Bahrain executes three men despite human rights pleas

Bahrain executes three men despite human rights pleas
Bahrain has executed three men on Saturday morning, despite calls from human rights groups to halt their executions. Amnesty International said they were tortured in prison.
2 min read
27 July, 2019
Ali al-Arab and Ahmed Al-Malali were executed on Saturday morning [Twitter]

Bahrain executed three men convicted in two separate cases on Saturday, despite pleas from international rights groups and UN human rights experts.

One of the cases involved the killing of a police officer and the other the killing of a mosque imam, the Bahraini public prosecutor said in a statement.

Two of the men, activists Ali al-Arab and Ahmed al-Malali, were sentenced to death in 2018 at a mass trial along with another 56 men who were given prison terms for "terrorism crimes".

The men were alleged to have been part of a terrorist cell trained in the use of heavy weapons and explosives.
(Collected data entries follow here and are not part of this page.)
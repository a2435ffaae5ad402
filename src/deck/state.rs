//! Runtime state of one deck-building session.

use std::fmt;

use crate::core::FlashMessage;
use crate::zones::ZoneManager;

/// Everything the engine mutates.
///
/// Created once per engine and never shared between engines.
#[derive(Clone)]
pub(crate) struct DeckState<T> {
    /// Per-zone card lists. Keys are fixed at construction.
    pub(crate) zones: ZoneManager<T>,

    /// Card picked for preview.
    pub(crate) current: Option<T>,

    /// Normalized results of the last search.
    pub(crate) search_results: Vec<T>,

    /// A search is in flight.
    pub(crate) loading: bool,

    /// Outcome of the last failed operation.
    pub(crate) error: Option<FlashMessage>,
}

impl<T> DeckState<T> {
    pub(crate) fn new(zones: ZoneManager<T>) -> Self {
        Self {
            zones,
            current: None,
            search_results: Vec::new(),
            loading: false,
            error: None,
        }
    }
}

impl<T: Clone + fmt::Debug> fmt::Debug for DeckState<T> {
    fn fmt(&self, f: &mut fmt::Formatter<'_>) -> fmt::Result {
        f.debug_struct("DeckState")
            .field("zones", &self.zones)
            .field("current", &self.current)
            .field("search_results", &self.search_results)
            .field("loading", &self.loading)
            .field("error", &self.error)
            .finish()
    }
}

/// Clears a loading flag when dropped.
///
/// Holding one across an `.await` keeps the flag honest even if the
/// future is dropped before it completes.
pub(crate) struct LoadingGuard<'a> {
    flag: &'a mut bool,
}

impl<'a> LoadingGuard<'a> {
    pub(crate) fn start(flag: &'a mut bool) -> Self {
        *flag = true;
        Self { flag }
    }
}

impl Drop for LoadingGuard<'_> {
    fn drop(&mut self) {
        *self.flag = false;
    }
}
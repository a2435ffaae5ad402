//! The deck engine: state, validation pipeline and mutations.
//!
//! ## Key Types
//!
//! - `DeckEngine`: Owns one deck and runs every mutation through its profile
//! - `DeckView`: Read-only view handed to profile hooks

pub mod engine;
mod state;
pub mod view;

pub use engine::{DeckEngine, ItemAdapter};
pub use view::{compare_names, DeckView};
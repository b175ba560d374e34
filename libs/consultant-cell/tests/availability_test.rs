use std::sync::Arc;

use chrono::{DateTime, NaiveDate, NaiveTime, Utc};
use serde_json::json;
use uuid::Uuid;
use wiremock::matchers::{method, path, query_param};
use wiremock::{Mock, MockServer, ResponseTemplate};

use consultant_cell::models::MarketListing;
use consultant_cell::services::availability::{
    generate_slots, unavailable_dates, AvailabilityService,
};
use shared_database::supabase::SupabaseClient;
use shared_utils::test_utils::{MockSupabaseRows, TestConfig};

const TOKEN: &str = "test-token";

fn t(h: u32, m: u32) -> NaiveTime {
    NaiveTime::from_hms_opt(h, m, 0).unwrap()
}

fn listing(from: NaiveTime, to: Option<NaiveTime>, days: &[&str]) -> MarketListing {
    MarketListing {
        id: Uuid::new_v4(),
        consultant_id: Uuid::new_v4(),
        expertise: vec!["research methods".to_string()],
        profession: "University Lecturer".to_string(),
        available_from: from,
        available_to: to,
        available_days: days.iter().map(|d| d.to_string()).collect(),
        rate_per_hour: 500,
        meeting_place: "Online".to_string(),
        description: None,
        is_active: true,
        created_at: DateTime::<Utc>::MIN_UTC,
        updated_at: DateTime::<Utc>::MIN_UTC,
    }
}

// ==============================================================================
// SLOT GENERATION
// ==============================================================================

#[test]
fn slots_step_hourly_through_the_window() {
    let slots = generate_slots(Some(t(9, 0)), Some(t(17, 0)));

    assert_eq!(slots.len(), 8);
    assert_eq!(slots.first(), Some(&t(9, 0)));
    assert_eq!(slots.last(), Some(&t(16, 0)));
}

#[test]
fn slot_must_fit_entirely_before_closing() {
    let slots = generate_slots(Some(t(9, 0)), Some(t(16, 30)));

    // 16:00 would run until 17:00, past the 16:30 close.
    assert_eq!(slots.len(), 7);
    assert!(!slots.contains(&t(16, 0)));
    assert_eq!(slots.last(), Some(&t(15, 0)));
}

#[test]
fn missing_bounds_yield_no_slots() {
    assert!(generate_slots(None, Some(t(17, 0))).is_empty());
    assert!(generate_slots(Some(t(9, 0)), None).is_empty());
    assert!(generate_slots(None, None).is_empty());
}

#[test]
fn window_shorter_than_one_hour_yields_no_slots() {
    assert!(generate_slots(Some(t(9, 0)), Some(t(9, 30))).is_empty());
}

// ==============================================================================
// UNAVAILABLE DATES
// ==============================================================================

#[test]
fn weekends_and_today_are_unavailable() {
    let listing = listing(
        t(9, 0),
        Some(t(17, 0)),
        &["Monday", "Tuesday", "Wednesday", "Thursday", "Friday"],
    );
    // 2030-06-03 is a Monday.
    let today = NaiveDate::from_ymd_opt(2030, 6, 3).unwrap();

    let dates = unavailable_dates(&listing, 7, today);

    assert_eq!(
        dates,
        vec![
            today,                                       // same-day is never offered
            NaiveDate::from_ymd_opt(2030, 6, 8).unwrap(), // Saturday
            NaiveDate::from_ymd_opt(2030, 6, 9).unwrap(), // Sunday
        ]
    );
}

#[test]
fn empty_day_list_blocks_every_date() {
    let listing = listing(t(9, 0), Some(t(17, 0)), &[]);
    let today = NaiveDate::from_ymd_opt(2030, 6, 3).unwrap();

    let dates = unavailable_dates(&listing, 14, today);

    assert_eq!(dates.len(), 14);
}

#[test]
fn weekday_names_match_case_insensitively() {
    let listing = listing(t(9, 0), Some(t(17, 0)), &["monday", "FRIDAY"]);

    assert!(listing.covers_weekday(chrono::Weekday::Mon));
    assert!(listing.covers_weekday(chrono::Weekday::Fri));
    assert!(!listing.covers_weekday(chrono::Weekday::Tue));
}

// ==============================================================================
// PER-DATE FREE SLOTS
// ==============================================================================

async fn service(mock_server: &MockServer) -> AvailabilityService {
    let config = TestConfig::with_supabase_url(&mock_server.uri()).to_app_config();
    AvailabilityService::new(Arc::new(SupabaseClient::new(&config)))
}

#[tokio::test]
async fn booked_hours_disappear_from_the_slot_list() {
    let mock_server = MockServer::start().await;
    let consultant_id = Uuid::new_v4();
    // A Monday far enough ahead that no slot has elapsed.
    let date = NaiveDate::from_ymd_opt(2030, 6, 3).unwrap();

    Mock::given(method("GET"))
        .and(path("/rest/v1/market_listings"))
        .and(query_param("consultant_id", format!("eq.{}", consultant_id)))
        .respond_with(ResponseTemplate::new(200).set_body_json(json!([
            MockSupabaseRows::listing_row(
                &Uuid::new_v4().to_string(),
                &consultant_id.to_string(),
                "09:00:00",
                "12:00:00"
            )
        ])))
        .mount(&mock_server)
        .await;

    Mock::given(method("GET"))
        .and(path("/rest/v1/appointments"))
        .and(query_param("date", format!("eq.{}", date)))
        .respond_with(ResponseTemplate::new(200).set_body_json(json!([
            MockSupabaseRows::appointment_row(
                &Uuid::new_v4().to_string(),
                &consultant_id.to_string(),
                &Uuid::new_v4().to_string(),
                "2030-06-03",
                "10:00:00",
                "confirmed"
            )
        ])))
        .mount(&mock_server)
        .await;

    let slots = service(&mock_server)
        .await
        .available_slots(consultant_id, date, TOKEN)
        .await
        .unwrap();

    assert_eq!(slots, vec![t(9, 0), t(11, 0)]);
}

#[tokio::test]
async fn unoffered_weekday_has_no_slots() {
    let mock_server = MockServer::start().await;
    let consultant_id = Uuid::new_v4();
    // 2030-06-08 is a Saturday; the canned listing covers Mon-Fri.
    let date = NaiveDate::from_ymd_opt(2030, 6, 8).unwrap();

    Mock::given(method("GET"))
        .and(path("/rest/v1/market_listings"))
        .respond_with(ResponseTemplate::new(200).set_body_json(json!([
            MockSupabaseRows::listing_row(
                &Uuid::new_v4().to_string(),
                &consultant_id.to_string(),
                "09:00:00",
                "12:00:00"
            )
        ])))
        .mount(&mock_server)
        .await;

    let slots = service(&mock_server)
        .await
        .available_slots(consultant_id, date, TOKEN)
        .await
        .unwrap();

    assert!(slots.is_empty());
}

#[tokio::test]
async fn past_dates_have_no_slots() {
    let mock_server = MockServer::start().await;
    let consultant_id = Uuid::new_v4();
    // 2020-01-06 was a Monday, but it is long gone.
    let date = NaiveDate::from_ymd_opt(2020, 1, 6).unwrap();

    Mock::given(method("GET"))
        .and(path("/rest/v1/market_listings"))
        .respond_with(ResponseTemplate::new(200).set_body_json(json!([
            MockSupabaseRows::listing_row(
                &Uuid::new_v4().to_string(),
                &consultant_id.to_string(),
                "09:00:00",
                "12:00:00"
            )
        ])))
        .mount(&mock_server)
        .await;

    let slots = service(&mock_server)
        .await
        .available_slots(consultant_id, date, TOKEN)
        .await
        .unwrap();

    assert!(slots.is_empty());
}
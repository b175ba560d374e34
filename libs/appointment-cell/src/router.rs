// libs/appointment-cell/src/router.rs
use std::sync::Arc;

use axum::{
    middleware,
    routing::{get, post},
    Router,
};

use shared_config::AppConfig;
use shared_utils::extractor::auth_middleware;

use crate::handlers;

pub fn appointment_routes(state: Arc<AppConfig>) -> Router {
    // All appointment operations require authentication
    let protected_routes = Router::new()
        // Core booking and lifecycle
        .route("/", post(handlers::book_appointment))
        .route("/{appointment_id}", get(handlers::get_appointment))
        .route("/{appointment_id}/transition", post(handlers::transition_appointment))
        .route("/{appointment_id}/feedback", post(handlers::submit_feedback))

        // Per-role appointment listings (pure reads; no sweep side effects)
        .route("/students/{student_id}", get(handlers::student_appointments))
        .route("/consultants/{consultant_id}", get(handlers::consultant_appointments))

        // Explicit maintenance operations
        .route("/maintenance/lapse", post(handlers::run_lapse_sweep))
        .route("/maintenance/reconcile-sessions", post(handlers::reconcile_sessions))

        .layer(middleware::from_fn_with_state(state.clone(), auth_middleware));

    Router::new()
        .merge(protected_routes)
        .with_state(state)
}
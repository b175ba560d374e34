// libs/consultant-cell/src/services/verification.rs
use std::sync::Arc;

use chrono::Utc;
use reqwest::Method;
use serde_json::{json, Value};
use tracing::{debug, info, warn};
use uuid::Uuid;

use shared_database::supabase::SupabaseClient;

use crate::models::{
    ConsultantError, ReviewDecision, SubmitVerificationRequest, Verification, VerificationStatus,
};

/// Admin-reviewed verification workflow. Approval is the only path that
/// flips `consultants.is_verified`; rejection records the outcome and the
/// consultant may resubmit, so history accumulates rather than being
/// overwritten.
pub struct VerificationService {
    supabase: Arc<SupabaseClient>,
}

impl VerificationService {
    pub fn new(supabase: Arc<SupabaseClient>) -> Self {
        Self { supabase }
    }

    pub async fn submit(
        &self,
        consultant_id: Uuid,
        request: SubmitVerificationRequest,
        auth_token: &str,
    ) -> Result<Verification, ConsultantError> {
        debug!("Submitting verification request for consultant {}", consultant_id);

        if request.expertise.trim().is_empty() {
            return Err(ConsultantError::ValidationError(
                "Expertise is required".to_string(),
            ));
        }

        // One open request at a time; a rejected one can be followed up.
        let history = self.history(consultant_id, auth_token).await?;
        if history
            .first()
            .map(|v| v.status == VerificationStatus::Pending)
            .unwrap_or(false)
        {
            return Err(ConsultantError::VerificationPending);
        }

        let verification_data = json!({
            "consultant_id": consultant_id,
            "contact_number": request.contact_number,
            "expertise": request.expertise,
            "workplace": request.workplace,
            "qualification": request.qualification,
            "status": VerificationStatus::Pending.to_string(),
            "created_at": Utc::now().to_rfc3339()
        });

        let mut headers = reqwest::header::HeaderMap::new();
        headers.insert("Prefer", reqwest::header::HeaderValue::from_static("return=representation"));

        let result: Vec<Value> = self
            .supabase
            .request_with_headers(
                Method::POST,
                "/rest/v1/verifications",
                Some(auth_token),
                Some(verification_data),
                Some(headers),
            )
            .await
            .map_err(|e| ConsultantError::DatabaseError(e.to_string()))?;

        if result.is_empty() {
            return Err(ConsultantError::DatabaseError(
                "Failed to create verification request".to_string(),
            ));
        }

        let verification: Verification = serde_json::from_value(result[0].clone())
            .map_err(|e| ConsultantError::DatabaseError(format!("Failed to parse verification: {}", e)))?;

        info!("Verification request {} submitted by consultant {}", verification.id, consultant_id);
        Ok(verification)
    }

    /// Most recent first; the head row is the one that gates bookability.
    pub async fn history(
        &self,
        consultant_id: Uuid,
        auth_token: &str,
    ) -> Result<Vec<Verification>, ConsultantError> {
        let path = format!(
            "/rest/v1/verifications?consultant_id=eq.{}&order=created_at.desc",
            consultant_id
        );
        self.fetch_verifications(&path, auth_token).await
    }

    pub async fn pending_queue(&self, auth_token: &str) -> Result<Vec<Verification>, ConsultantError> {
        let path = "/rest/v1/verifications?status=eq.pending&order=created_at.asc".to_string();
        self.fetch_verifications(&path, auth_token).await
    }

    /// Admin decision on a pending request. Approving flips the
    /// consultant's verified flag; a second review of the same request is
    /// rejected rather than silently reapplied.
    pub async fn review(
        &self,
        verification_id: Uuid,
        decision: ReviewDecision,
        auth_token: &str,
    ) -> Result<Verification, ConsultantError> {
        debug!("Reviewing verification request {}", verification_id);

        let current = self.get_verification(verification_id, auth_token).await?;
        if current.status != VerificationStatus::Pending {
            warn!(
                "Verification {} already reviewed as {}",
                verification_id, current.status
            );
            return Err(ConsultantError::AlreadyReviewed);
        }

        let new_status = match decision {
            ReviewDecision::Approve => VerificationStatus::Approved,
            ReviewDecision::Reject => VerificationStatus::Rejected,
        };

        let update_data = json!({
            "status": new_status.to_string(),
            "reviewed_at": Utc::now().to_rfc3339()
        });

        let path = format!("/rest/v1/verifications?id=eq.{}", verification_id);
        let mut headers = reqwest::header::HeaderMap::new();
        headers.insert("Prefer", reqwest::header::HeaderValue::from_static("return=representation"));

        let result: Vec<Value> = self
            .supabase
            .request_with_headers(Method::PATCH, &path, Some(auth_token), Some(update_data), Some(headers))
            .await
            .map_err(|e| ConsultantError::DatabaseError(e.to_string()))?;

        if result.is_empty() {
            return Err(ConsultantError::DatabaseError(
                "Failed to update verification request".to_string(),
            ));
        }

        let reviewed: Verification = serde_json::from_value(result[0].clone())
            .map_err(|e| ConsultantError::DatabaseError(format!("Failed to parse verification: {}", e)))?;

        if reviewed.status == VerificationStatus::Approved {
            self.mark_consultant_verified(reviewed.consultant_id, auth_token)
                .await?;
        }

        info!(
            "Verification {} reviewed: {} (consultant {})",
            verification_id, reviewed.status, reviewed.consultant_id
        );
        Ok(reviewed)
    }

    async fn mark_consultant_verified(
        &self,
        consultant_id: Uuid,
        auth_token: &str,
    ) -> Result<(), ConsultantError> {
        let path = format!("/rest/v1/consultants?id=eq.{}", consultant_id);
        let update_data = json!({
            "is_verified": true,
            "updated_at": Utc::now().to_rfc3339()
        });

        self.supabase
            .execute(Method::PATCH, &path, Some(auth_token), Some(update_data))
            .await
            .map_err(|e| ConsultantError::DatabaseError(e.to_string()))?;

        info!("Consultant {} marked as verified", consultant_id);
        Ok(())
    }

    async fn get_verification(
        &self,
        verification_id: Uuid,
        auth_token: &str,
    ) -> Result<Verification, ConsultantError> {
        let path = format!("/rest/v1/verifications?id=eq.{}", verification_id);
        let result = self.fetch_verifications(&path, auth_token).await?;
        result
            .into_iter()
            .next()
            .ok_or(ConsultantError::VerificationNotFound)
    }

    async fn fetch_verifications(
        &self,
        path: &str,
        auth_token: &str,
    ) -> Result<Vec<Verification>, ConsultantError> {
        let result: Vec<Value> = self
            .supabase
            .request(Method::GET, path, Some(auth_token), None)
            .await
            .map_err(|e| ConsultantError::DatabaseError(e.to_string()))?;

        result
            .into_iter()
            .map(serde_json::from_value)
            .collect::<Result<Vec<Verification>, _>>()
            .map_err(|e| ConsultantError::DatabaseError(format!("Failed to parse verifications: {}", e)))
    }
}
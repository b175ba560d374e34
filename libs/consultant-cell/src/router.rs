// libs/consultant-cell/src/router.rs
use std::sync::Arc;

use axum::{
    middleware,
    routing::{get, patch, post},
    Router,
};

use shared_config::AppConfig;
use shared_utils::extractor::auth_middleware;

use crate::handlers;

pub fn consultant_routes(state: Arc<AppConfig>) -> Router {
    let protected_routes = Router::new()
        // Market listing management
        .route("/listings", post(handlers::create_listing))
        .route("/listings/{listing_id}", patch(handlers::update_listing))
        .route("/listings/{listing_id}/toggle", post(handlers::toggle_listing))

        // Verification workflow
        .route("/verifications", post(handlers::submit_verification))
        .route("/verifications/mine", get(handlers::my_verifications))
        .route("/verifications/pending", get(handlers::pending_verifications))
        .route("/verifications/{verification_id}/review", post(handlers::review_verification))

        // Public-facing consultant data
        .route("/{consultant_id}", get(handlers::get_consultant))
        .route("/{consultant_id}/listing", get(handlers::get_active_listing))
        .route("/{consultant_id}/slots", get(handlers::list_available_slots))
        .route("/{consultant_id}/unavailable-dates", get(handlers::unavailable_dates))

        .layer(middleware::from_fn_with_state(state.clone(), auth_middleware));

    Router::new()
        .merge(protected_routes)
        .with_state(state)
}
Nineteen members of the alleged cell were jailed for life and 37 were given sentences of up to 15 years.

The Bahraini public prosecutor said that the executed men had used an assault rifle to kill a police officer in 2017, at the instigation of Iran-based ringleaders.

International human rights groups including Amnesty International, Human Rights Watch, and UN human rights experts had urged Bahrain to halt the executions, saying that their confessions were obtained under torture.

"While in custody the men were tortured by security officers including through electric shocks and beatings. Ali Mohamed al-Arab´s toenails were also ripped out," Amnesty said in a statement.

Mass trials became common in Bahrain following the country's 2011 'Arab Spring' uprising. Dozens of activists and politicians have been imprisoned since then, while others have fled abroad.

Bahrain has a Shia majority population but the ruling Al-Khalifa family is Sunni. The Bahraini government has accused Iran of stoking tensions in the kingdom.

A London-based Bahraini activist rights group, the Bahrain Institute for Rights and Democracy (BIRD), said "the executions mark one of Bahrain´s darkest days".

"It appears that the Bahraini government planned this meticulously, timing the executions to coincide with US, EU and UK legislative recesses in order to avoid international scrutiny," BIRD’s Director Sayed Ahmed Alwadaei said in a statement sent to Reuters.

The third executed man was convicted for killing an imam in 2018. He was not named in the prosecutor’s statement.